Yes, access to the more obscure literature like the Springer books for advanced math, or highly specialized history books (such as a history of Ottoman naval warfare) is pretty essential at the graduate or later level.

2 comments

Actually, in my entire ~10 years of having been a grad student and then researcher in theoretical physics, I didn't take out books from a library even once! I have yet to come across any material that is not available in electronic form (well, one very specialized book, which I did buy, cut off the spine, and ran through a ScanSnap)
I attended grad school 2003-2009. The first few years I routinely pulled hardcopy at the library. By ~2007 I was able to get everything electronically. Not so long ago, dead trees mattered.
For CS, no. I’ve never had the urge to go through a springer conference proceedings rather than just download the papers I needed directly. Checking out the old outdated books at the engineering library was nostalgic, however.
I remember that it was nice to be able to check out Nelson's computer lib, as it was ridiculously expensive and hard to get hold of second hand. A couple of other classics like Knuth, the smalltalk manual and Forth books is also nice to be able to read in hard copy.

But then, I remember I got half way through a copy of, I believe it was:

"Narrative of the expedition of an American squadron to the China seas and Japan, performed in the years 1852, 1853 and 1854, under the command of M.C. Perry" Francis Lister Hawks , New York , 1856

https://bibsys-almaprimo.hosted.exlibrisgroup.com/primo-expl...

As tangentially related to the year of Japanese I studied. Had to go to the library to read it - copy was too old and rare for me to take home (which was part of why I only got halfway through - but seeing that it's 600 pages I don't feel quite so bad about that).

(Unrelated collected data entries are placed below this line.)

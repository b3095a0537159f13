//! Filename validation and Good/Bad partitioning
//!
//! Each run starts from empty staging directories. Every file of the batch
//! is copied (never moved) into exactly one of them according to its name.
//! Column layout is not looked at here; malformed rows are caught when the
//! table store loads the Good files.

use super::fsops::recreate_dir;
use crate::config::StageLayout;
use crate::constants::PROGRESS_TEMPLATE;
use crate::error::{PipelineError, Result};
use crate::logging::{LogChannel, RunLog};
use crate::models::{Batch, ClassificationReport, RejectReason, Verdict, file_name_of};
use crate::schema::Schema;

use indicatif::{ProgressBar, ProgressStyle};
use std::fs;
use std::path::Path;
use std::sync::Arc;
use tracing::debug;

/// Decide where a file belongs from its name alone
pub fn classify_name(name: &str, schema: &Schema) -> Verdict {
    if !schema.filename_pattern().is_match(name) {
        return Verdict::Bad(RejectReason::PatternMismatch);
    }

    let stem = name.strip_suffix(".csv").unwrap_or(name);
    let segments: Vec<&str> = stem.split('_').collect();
    let date_len = segments.get(1).map_or(0, |s| s.len());
    let time_len = segments.get(2).map_or(0, |s| s.len());

    if date_len != schema.date_stamp_length() {
        return Verdict::Bad(RejectReason::DateStampLength {
            expected: schema.date_stamp_length(),
            found: date_len,
        });
    }
    if time_len != schema.time_stamp_length() {
        return Verdict::Bad(RejectReason::TimeStampLength {
            expected: schema.time_stamp_length(),
            found: time_len,
        });
    }

    Verdict::Good
}

/// Partitions a batch into the Good and Bad staging directories
#[derive(Debug)]
pub struct FileClassifier {
    layout: StageLayout,
    log: Arc<RunLog>,
    show_progress: bool,
}

impl FileClassifier {
    pub fn new(layout: StageLayout, log: Arc<RunLog>) -> Self {
        Self {
            layout,
            log,
            show_progress: false,
        }
    }

    pub fn with_progress(mut self, show_progress: bool) -> Self {
        self.show_progress = show_progress;
        self
    }

    /// Classify every file in `batch_dir` against `schema`
    ///
    /// An I/O failure aborts the whole operation. Files copied before the
    /// failure stay where they are.
    pub fn classify(&self, batch_dir: &Path, schema: &Schema) -> Result<ClassificationReport> {
        self.reset_staging()?;

        let batch = Batch::discover(batch_dir).inspect_err(|e| {
            self.log.warn(
                LogChannel::NameValidation,
                format!("Error occurred while validating FileName: {}", e),
            );
        })?;
        debug!(
            "Classifying {} files from {}",
            batch.len(),
            batch.dir().display()
        );

        let progress = self.progress_bar(batch.len() as u64);
        let mut report = ClassificationReport::default();

        for path in batch.files() {
            let name = file_name_of(path);
            let verdict = classify_name(&name, schema);
            self.stage_file(path, &name, &verdict)?;

            match verdict {
                Verdict::Good => {
                    self.log.info(
                        LogChannel::NameValidation,
                        format!("Valid File name! File copied to Good_Raw: {}", name),
                    );
                    report.good.push(name);
                }
                Verdict::Bad(reason) => {
                    self.log.warn(
                        LogChannel::NameValidation,
                        format!(
                            "Invalid File name! File copied to Bad_Raw: {} ({})",
                            name, reason
                        ),
                    );
                    report.bad.push((name, reason));
                }
            }
            progress.inc(1);
        }

        progress.finish_and_clear();
        Ok(report)
    }

    /// Destroy and recreate Bad, then Good
    fn reset_staging(&self) -> Result<()> {
        for (label, dir) in [("Bad_Raw", &self.layout.bad_dir), ("Good_Raw", &self.layout.good_dir)] {
            recreate_dir(dir).map_err(|e| {
                self.log.warn(
                    LogChannel::General,
                    format!("Error while recreating {} directory: {}", label, e),
                );
                PipelineError::validation(format!("recreating {}", dir.display()), e)
            })?;
            self.log.info(
                LogChannel::General,
                format!("{} directory recreated before starting validation", label),
            );
        }
        Ok(())
    }

    fn stage_file(&self, source: &Path, name: &str, verdict: &Verdict) -> Result<()> {
        let target_dir = if verdict.is_good() {
            &self.layout.good_dir
        } else {
            &self.layout.bad_dir
        };

        fs::copy(source, target_dir.join(name)).map_err(|e| {
            self.log.warn(
                LogChannel::NameValidation,
                format!("Error occurred while validating FileName {}: {}", name, e),
            );
            PipelineError::validation(format!("copying {}", source.display()), e)
        })?;
        Ok(())
    }

    fn progress_bar(&self, total: u64) -> ProgressBar {
        if !self.show_progress {
            return ProgressBar::hidden();
        }

        let pb = ProgressBar::new(total);
        if let Ok(style) = ProgressStyle::default_bar().template(PROGRESS_TEMPLATE) {
            pb.set_style(style.progress_chars("#>-"));
        }
        pb.set_message("validating file names");
        pb
    }
}
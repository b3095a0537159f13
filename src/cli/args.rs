//! Command-line argument definitions for batch-ingest
//!
//! Defines the CLI interface using the clap derive API. `train` and
//! `predict` share one argument set and differ only in the stage they run.

use crate::Result;
use crate::config::{PipelineConfig, Stage, TablePolicy};
use clap::{Args as ClapArgs, Parser, Subcommand};
use std::path::PathBuf;

/// CLI arguments for the batch ingestion pipeline
///
/// Validates incoming CSV batches against a schema document, loads the
/// accepted rows into SQLite and exports the table as a single CSV file.
#[derive(Debug, Clone, Parser)]
#[command(
    name = "batch-ingest",
    version,
    about = "Validate CSV batches against a schema and ingest them into SQLite",
    long_about = "Validates every file of a CSV batch by name against a JSON schema document, \
                  stages it as good or bad, loads the good files row by row into a SQLite table, \
                  archives rejected files and exports the table as one CSV file for downstream use."
)]
pub struct Args {
    #[command(subcommand)]
    pub command: Option<Commands>,
}

#[derive(Debug, Clone, Subcommand)]
pub enum Commands {
    /// Run the training stage on a batch directory
    Train(StageArgs),
    /// Run the prediction stage on a batch directory
    Predict(StageArgs),
    /// Validate a schema document and print what it describes
    Schema(SchemaArgs),
    /// Load an exported CSV file and print a column summary
    Inspect(InspectArgs),
}

/// Console verbosity shared by every subcommand
#[derive(Debug, Clone, Default, ClapArgs)]
pub struct Verbosity {
    #[arg(
        short = 'v',
        long = "verbose",
        action = clap::ArgAction::Count,
        help = "Increase logging verbosity (-v: info, -vv: debug, -vvv: trace)"
    )]
    pub verbose: u8,

    /// Only show errors. Overrides verbose settings.
    #[arg(
        short = 'q',
        long = "quiet",
        help = "Suppress output except errors",
        conflicts_with = "verbose"
    )]
    pub quiet: bool,
}

impl Verbosity {
    /// Get the log level based on verbosity settings
    pub fn get_log_level(&self) -> &'static str {
        if self.quiet {
            "error"
        } else {
            match self.verbose {
                0 => "warn",
                1 => "info",
                2 => "debug",
                _ => "trace",
            }
        }
    }
}

/// Arguments for `train` and `predict`
#[derive(Debug, Clone, ClapArgs)]
pub struct StageArgs {
    /// Directory holding the incoming batch files
    #[arg(value_name = "BATCH_DIR")]
    pub batch_dir: PathBuf,

    /// Directory the stage directories are created under
    ///
    /// Defaults to the current directory or the config file's root.
    #[arg(short = 'r', long = "root", value_name = "PATH")]
    pub root: Option<PathBuf>,

    /// Schema document to validate against
    ///
    /// Defaults to schema_training.json or schema_prediction.json under the root.
    #[arg(short = 's', long = "schema", value_name = "FILE")]
    pub schema: Option<PathBuf>,

    /// JSON configuration file; command-line flags take precedence
    #[arg(short = 'c', long = "config", value_name = "FILE")]
    pub config_file: Option<PathBuf>,

    /// Table receiving accepted rows
    #[arg(long = "table-name", value_name = "NAME")]
    pub table_name: Option<String>,

    /// What to do when the table already exists
    #[arg(long = "table-policy", value_enum, value_name = "POLICY")]
    pub table_policy: Option<TablePolicy>,

    /// Delete the Good staging directory once its files are loaded
    #[arg(long = "purge-good")]
    pub purge_good: bool,

    /// Show a progress bar while classifying files
    #[arg(long = "progress")]
    pub progress: bool,

    #[command(flatten)]
    pub verbosity: Verbosity,
}

impl StageArgs {
    /// Resolve the run configuration: config file first, then flags
    pub fn build_config(&self, stage: Stage) -> Result<PipelineConfig> {
        let mut config = match &self.config_file {
            Some(path) => PipelineConfig::from_file(path)?.with_stage(stage),
            None => PipelineConfig::for_stage(stage),
        };

        if let Some(root) = &self.root {
            config = config.with_root(root);
        }
        if let Some(schema) = &self.schema {
            config = config.with_schema_path(schema);
        }
        if let Some(table_name) = &self.table_name {
            config = config.with_table_name(table_name);
        }
        if let Some(policy) = self.table_policy {
            config = config.with_table_policy(policy);
        }
        if self.purge_good {
            config = config.with_purge_good();
        }
        if self.progress && !self.verbosity.quiet {
            config = config.with_progress();
        }

        config.validate()?;
        Ok(config)
    }
}

/// Arguments for `schema`
#[derive(Debug, Clone, ClapArgs)]
pub struct SchemaArgs {
    /// Schema document to check
    #[arg(value_name = "FILE")]
    pub file: PathBuf,

    #[command(flatten)]
    pub verbosity: Verbosity,
}

/// Arguments for `inspect`
#[derive(Debug, Clone, ClapArgs)]
pub struct InspectArgs {
    /// Exported CSV file to load
    #[arg(value_name = "CSV")]
    pub file: PathBuf,

    /// Check the header against this schema document
    #[arg(short = 's', long = "schema", value_name = "FILE")]
    pub schema: Option<PathBuf>,

    #[command(flatten)]
    pub verbosity: Verbosity,
}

Ed: looks like it is available at archive.org - not as nice as the physical book, but for the curious:

https://archive.org/details/narrativeofexped0156perr

https://archive.org/details/narrativeofexped01perr

(looks like two different sources?)

You still need advanced math for topics in CS and often the only book is some expensive springer book.
Some maybe? Definitely not my area, we can get all the math we need online in one form or another. Or the math is coming from someone’s paper or online book anyways.
Aren’t all Springer books online at SpringerLink?